A groundbreaking technique, test-time augmentation, has been developed to improve the accuracy of artificial intelligence predictions in high-stakes settings, such as medical imaging, by reducing the size of prediction sets while maintaining confidence guarantees.
The ambiguity in medical imaging can present major challenges for clinicians who are trying to identify disease. For instance, in a chest X-ray, pleural effusion, an abnormal buildup of fluid in the lungs, can look very much like pulmonary infiltrates, which are accumulations of ‘pus or blood.’
Medical imaging is a diagnostic technique that uses various technologies to visualize the internal structures of the body.
It involves creating images of organs, tissues, and bones using different modalities such as X-rays, computed tomography (CT), magnetic resonance imaging (MRI), ultrasound, and positron emission tomography (PET).
Medical imaging helps doctors diagnose and monitor diseases, injuries, and conditions, allowing for timely and effective treatment.
According to the World Health Organization (WHO), medical imaging is a crucial tool in modern healthcare, accounting for over 70% of all diagnostic procedures worldwide.
One promising way to produce a set of possibilities, called conformal classification, is convenient because it can be readily implemented on top of an existing machine-learning model. However, it can produce sets that are impractically large. This approach has limitations, as the inherent uncertainty in AI predictions often causes the model to output sets that are far too large to be useful.
To overcome this challenge, researchers have developed a simple and effective improvement that can reduce the size of prediction sets by up to 30 percent while also making predictions more reliable. The technique is called test-time augmentation (TTA), which creates multiple augmentations of a single image in a dataset, applies a computer vision model to each version, and aggregates its predictions.

Test-time augmentation is a technique used to improve the performance of deep neural networks during inference.
It involves applying random augmentations, such as rotation or color jittering, to input images at test time.
This approach has been shown to enhance model robustness and accuracy on various tasks, including image classification and object detection.
By increasing the diversity of inputs, models learn to generalize better and become less susceptible to overfitting.
By applying TTA, the researchers found that the conformal classifier outputs a smaller set of probable predictions for the same confidence guarantee. This approach achieves this reduction in prediction set size while maintaining the probability guarantee. Moreover, the technique boosts accuracy enough to outweigh the cost of losing labeled data used for the conformal classification procedure.

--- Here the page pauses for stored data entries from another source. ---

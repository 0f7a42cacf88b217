//! # Navigation Commands
//!
//! Link clicks and the mobile menu button.

use glow_core::Route;
use serde::Serialize;
use tracing::debug;

use crate::state::SessionNav;

/// Navigation state after a command.
#[derive(Debug, Clone, PartialEq, Eq, Serialize)]
#[serde(rename_all = "camelCase")]
pub struct NavResponse {
    pub route: Route,
    pub mobile_menu_open: bool,
}

/// Follows a link. Unknown paths land on the not-found page; this never
/// fails. The mobile drawer closes.
pub fn navigate(nav: &SessionNav, path: &str) -> NavResponse {
    debug!(path = %path, "navigate command");

    nav.with_nav_mut(|state| {
        let route = state.navigate(path).clone();
        NavResponse {
            route,
            mobile_menu_open: state.is_mobile_menu_open(),
        }
    })
}

/// Hamburger / close button on the mobile drawer.
pub fn toggle_mobile_menu(nav: &SessionNav) -> NavResponse {
    debug!("toggle_mobile_menu command");

    nav.with_nav_mut(|state| {
        let mobile_menu_open = state.toggle_mobile_menu();
        NavResponse {
            route: state.current().clone(),
            mobile_menu_open,
        }
    })
}
//! # Navigation Session
//!
//! Current route and mobile drawer state for this session.

use std::sync::{Mutex, MutexGuard, PoisonError};

use glow_core::NavState;

#[derive(Debug, Default)]
pub struct SessionNav {
    nav: Mutex<NavState>,
}

impl SessionNav {
    pub fn new() -> Self {
        SessionNav::default()
    }

    pub fn with_nav<F, R>(&self, f: F) -> R
    where
        F: FnOnce(&NavState) -> R,
    {
        f(&self.lock())
    }

    pub fn with_nav_mut<F, R>(&self, f: F) -> R
    where
        F: FnOnce(&mut NavState) -> R,
    {
        f(&mut self.lock())
    }

    fn lock(&self) -> MutexGuard<'_, NavState> {
        self.nav.lock().unwrap_or_else(PoisonError::into_inner)
    }
}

A conformal classifier is a type of machine learning model that provides confidence scores for predictions.
These models are based on the idea of assigning a probability to each prediction, indicating how likely it is to be correct.
Conformal classifiers have been shown to improve the reliability and accuracy of predictions in various applications, including image classification and natural language processing.
They work by estimating the distribution of predictions using a set of reference data, allowing for more accurate confidence scoring.
The researchers also want to validate the effectiveness of such an approach in the context of models that classify text instead of images. To further improve the work, they are considering ways to reduce the amount of computation required for TTA. This research is funded, in part, by the Wistrom Corporation.